Exercise aim. Output exactly those lines of the data that lie between the line containing "eviction or explicit" and the final line, both ends counted.

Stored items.
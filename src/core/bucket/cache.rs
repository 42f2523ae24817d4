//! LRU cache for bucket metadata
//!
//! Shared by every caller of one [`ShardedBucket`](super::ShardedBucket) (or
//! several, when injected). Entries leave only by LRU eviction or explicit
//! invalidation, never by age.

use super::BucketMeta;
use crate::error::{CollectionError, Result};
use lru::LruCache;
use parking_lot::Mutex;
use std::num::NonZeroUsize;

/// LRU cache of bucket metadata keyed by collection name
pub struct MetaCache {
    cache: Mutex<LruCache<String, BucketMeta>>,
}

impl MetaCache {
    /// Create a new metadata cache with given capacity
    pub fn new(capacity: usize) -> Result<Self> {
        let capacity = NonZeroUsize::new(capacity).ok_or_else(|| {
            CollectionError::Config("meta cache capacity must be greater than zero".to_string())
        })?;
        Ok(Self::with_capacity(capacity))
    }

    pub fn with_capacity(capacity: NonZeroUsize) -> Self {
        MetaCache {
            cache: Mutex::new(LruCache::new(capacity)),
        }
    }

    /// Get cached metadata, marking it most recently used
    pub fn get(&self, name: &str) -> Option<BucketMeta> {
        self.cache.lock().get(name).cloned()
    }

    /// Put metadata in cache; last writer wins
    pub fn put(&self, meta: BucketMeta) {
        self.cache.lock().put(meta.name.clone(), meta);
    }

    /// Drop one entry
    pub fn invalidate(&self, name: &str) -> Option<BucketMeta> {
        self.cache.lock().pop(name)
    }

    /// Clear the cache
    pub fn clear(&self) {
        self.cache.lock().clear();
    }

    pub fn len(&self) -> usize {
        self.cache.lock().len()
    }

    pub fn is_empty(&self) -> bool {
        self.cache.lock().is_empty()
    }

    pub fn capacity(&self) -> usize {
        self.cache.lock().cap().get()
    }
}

Worked solution.
//! several, when injected). Entries leave only by LRU eviction or explicit
//! invalidation, never by age.

use super::BucketMeta;
use crate::error::{CollectionError, Result};
use lru::LruCache;
use parking_lot::Mutex;
use std::num::NonZeroUsize;

/// LRU cache of bucket metadata keyed by collection name
pub struct MetaCache {
    cache: Mutex<LruCache<String, BucketMeta>>,
}

impl MetaCache {
    /// Create a new metadata cache with given capacity
    pub fn new(capacity: usize) -> Result<Self> {
        let capacity = NonZeroUsize::new(capacity).ok_or_else(|| {
            CollectionError::Config("meta cache capacity must be greater than zero".to_string())
        })?;
        Ok(Self::with_capacity(capacity))
    }

    pub fn with_capacity(capacity: NonZeroUsize) -> Self {
        MetaCache {
            cache: Mutex::new(LruCache::new(capacity)),
        }
    }

    /// Get cached metadata, marking it most recently used
    pub fn get(&self, name: &str) -> Option<BucketMeta> {
        self.cache.lock().get(name).cloned()
    }

    /// Put metadata in cache; last writer wins
    pub fn put(&self, meta: BucketMeta) {
        self.cache.lock().put(meta.name.clone(), meta);
    }

    /// Drop one entry
    pub fn invalidate(&self, name: &str) -> Option<BucketMeta> {
        self.cache.lock().pop(name)
    }

    /// Clear the cache
    pub fn clear(&self) {
        self.cache.lock().clear();
    }

    pub fn len(&self) -> usize {
        self.cache.lock().len()
    }

    pub fn is_empty(&self) -> bool {
        self.cache.lock().is_empty()
    }

    pub fn capacity(&self) -> usize {
        self.cache.lock().cap().get()
    }
}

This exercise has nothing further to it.